Trump Administration Releases Budget Proposal: Potential Implications for US Education Lending
On Monday 22 May, the Trump Administration released details of its proposed budget. The budget seeks to cut government spending across a variety of programmes. Among cuts to social programmes and the Environmental Protection Agency, the budget also aims to overhaul the student loan landscape in the US. Changes include removing subsidised provisions from certain federal loans, as well as restructuring repayment and forgiveness programmes. The proposed changes are ambitious; however, it is likely that they will face substantial scrutiny and amendment in Congress before the final budget takes shape.
The US education lending landscape
Education lending in the US is the second largest source of outstanding consumer debt after mortgages and housing lending. In 2016, the US led the World in both absolute (USD1.4 trillion) and per capita (USD4.4 thousand) outstanding education lending balance – well above the next highest country in both categories. Student loans are an inseparable component of obtaining a higher education for the overwhelming majority of Americans. The growing magnitude of outstanding student loans has begun to shape the economic opportunities for many Americans, making it more challenging for graduates to take on other forms of debt, such as mortgages.

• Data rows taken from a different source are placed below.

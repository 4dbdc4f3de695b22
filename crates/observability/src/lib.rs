//! Tracing/logging setup shared by the storefront binaries.

/// Tracing configuration (filters, formats).
pub mod tracing;

pub use crate::tracing::LogFormat;

/// Initialize process-wide tracing with the given output format.
///
/// This is safe to call multiple times; subsequent calls become no-ops.
pub fn init(format: LogFormat) {
    tracing::init(format);
}
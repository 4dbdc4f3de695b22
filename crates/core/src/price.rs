//! Monetary amounts as the catalog expresses them.

use serde::{Deserialize, Serialize};

use crate::error::{DomainError, DomainResult};
use crate::value_object::ValueObject;

/// Non-negative, finite unit price or total.
///
/// The remote catalog ships plain JSON numbers with no currency, so this stays
/// a number rather than minor units.
#[derive(Debug, Copy, Clone, PartialEq, PartialOrd, Default, Serialize, Deserialize)]
#[serde(try_from = "f64", into = "f64")]
pub struct Price(f64);

impl Price {
    pub const ZERO: Price = Price(0.0);

    pub fn new(amount: f64) -> DomainResult<Self> {
        if !amount.is_finite() {
            return Err(DomainError::validation("price must be a finite number"));
        }
        if amount < 0.0 {
            return Err(DomainError::validation("price cannot be negative"));
        }
        Ok(Self(amount))
    }

    pub fn amount(self) -> f64 {
        self.0
    }

    /// Price of `quantity` units.
    pub fn times(self, quantity: u32) -> Price {
        Price(self.0 * f64::from(quantity))
    }
}

impl ValueObject for Price {}

impl TryFrom<f64> for Price {
    type Error = DomainError;

    fn try_from(value: f64) -> Result<Self, Self::Error> {
        Price::new(value)
    }
}

impl From<Price> for f64 {
    fn from(value: Price) -> Self {
        value.0
    }
}

impl core::ops::Add for Price {
    type Output = Price;

    fn add(self, rhs: Price) -> Price {
        Price(self.0 + rhs.0)
    }
}

impl core::iter::Sum for Price {
    fn sum<I: Iterator<Item = Price>>(iter: I) -> Price {
        iter.fold(Price::ZERO, |acc, p| acc + p)
    }
}

impl core::fmt::Display for Price {
    fn fmt(&self, f: &mut core::fmt::Formatter<'_>) -> core::fmt::Result {
        core::fmt::Display::fmt(&self.0, f)
    }
}

#[cfg(test)]
mod tests {
    use super::*;

    #[test]
    fn rejects_negative_and_non_finite_amounts() {
        assert!(Price::new(-0.5).is_err());
        assert!(Price::new(f64::NAN).is_err());
        assert!(Price::new(f64::INFINITY).is_err());
        assert!(Price::new(0.0).is_ok());
    }

    #[test]
    fn sums_line_amounts() {
        let total: Price = [Price::new(10.0).unwrap().times(2), Price::new(5.0).unwrap().times(1)]
            .into_iter()
            .sum();
        assert_eq!(total.amount(), 25.0);
    }

    #[test]
    fn deserialization_validates() {
        assert_eq!(serde_json::from_str::<Price>("12.5").unwrap().amount(), 12.5);
        assert!(serde_json::from_str::<Price>("-1").is_err());
    }

    #[test]
    fn displays_whole_amounts_without_decimals() {
        assert_eq!(Price::new(1500.0).unwrap().to_string(), "1500");
        assert_eq!(Price::new(12.5).unwrap().to_string(), "12.5");
    }
}
//! Decide-then-apply execution semantics for stateful domain models.

/// Aggregate execution semantics (pure, deterministic).
///
/// - **Decision logic**: `handle(&self, cmd)` returns events.
/// - **State mutation**: `apply(&mut self, event)` evolves state.
///
/// Aggregates must not perform IO. A command is either fully described by the
/// events `handle` returns or rejected with an error before anything changes.
pub trait Aggregate {
    type Command: Clone + core::fmt::Debug;
    type Event: Clone + core::fmt::Debug;
    type Error: core::fmt::Debug;

    /// Monotonically increasing version of the aggregate's state (+1 per applied event).
    fn version(&self) -> u64;

    /// Evolve in-memory state from a single event.
    ///
    /// Events only ever come out of `handle`, so applying one cannot fail.
    fn apply(&mut self, event: &Self::Event);

    /// Decide which events to emit given the current state and a command.
    ///
    /// This must not mutate state. State evolution is done through `apply`.
    fn handle(&self, command: &Self::Command) -> Result<Vec<Self::Event>, Self::Error>;

    /// Handle a command and apply every resulting event.
    fn execute(&mut self, command: &Self::Command) -> Result<Vec<Self::Event>, Self::Error> {
        let events = self.handle(command)?;
        for event in &events {
            self.apply(event);
        }
        Ok(events)
    }
}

The student loan market in the US is largely served through federal loan programmes, with a much smaller portion issued through private lenders. Private loans, which tend to feature higher interest rates and fee schedules, are typically sought by students after they have reached their federal borrowing limit and exhausted other sources of financial aid. Federal loans are guaranteed by the government, and come in both subsidised and unsubsidised formats. While both varieties allow consumers to defer repayment of the loan until after leaving school, interest due on subsidised loans while the student is in school is paid by the government – helping to keep the total cost of the loan lower and facilitating greater affordability for consumers who may otherwise lack the means necessary to pay for their education.
Stripping out subsidies; restructuring forgiveness programmes
The proposed budget makes changes to federal loan programmes, principally through the removal of government subsidised loans and altering payment forgiveness programmes. These changes, if passed, could have a sizable effect on higher education affordability for Americans. The removal of federally subsidised loans, the eligibility for which is determined in part by financial need, would be a particularly challenging development for lower-income students, many of whom already struggle to cover the rapidly growing costs of tuition, books, and fees in American higher education.
The budget also seeks to restructure loan repayment and forgiveness programmes into a more uniform standard involving income-based payment limits and loan forgiveness after 15 years for undergraduate students and 30 years for graduate students. The plan would also remove a programme which forgave student debt after 10 years of work in a qualifying public service job. The impact of these changes would likely be greater for graduate students whose 30 year loan forgiveness term would be on par with the standard home mortgage term in the US, and can incur particularly large debts to pay for the often higher tuition costs associated with specialised schooling, such as medical and law school.
Private lender implications and political hurdles
Restructuring of the federal student loan programme could open up some potential in the relatively small private student loan market. Additional proposed cuts to federal work study programmes and further cuts to welfare programmes will put pressure on the budgets of students who will likely need to turn toward private lenders such as Discover, Sallie Mae, and Wells Fargo to cover funding gaps. For private lenders, student loans can be an attractive value proposition because unlike other forms of debt, they cannot typically be discharged during bankruptcy proceedings – reducing the overall risk for lenders.
The proposed changes in the President’s budget have received criticism from the left for making access to education funding more difficult. Supporters of the changes point to arguments that easy access to federal student loans has created an overly permissive borrowing environment which has contributed to the rapidly increasing cost of higher education in the US. Pushing the budget through Congress, however, will prove challenging. Education funding and student loan debt are major campaign issues for members of both parties, and it is unlikely that the cuts will survive the legislative process in their current form. Nevertheless, the emphasis the Trump Administration has placed on spending cuts should ensure a lively debate over the role that the federal government will play in helping Americans finance their higher education needs.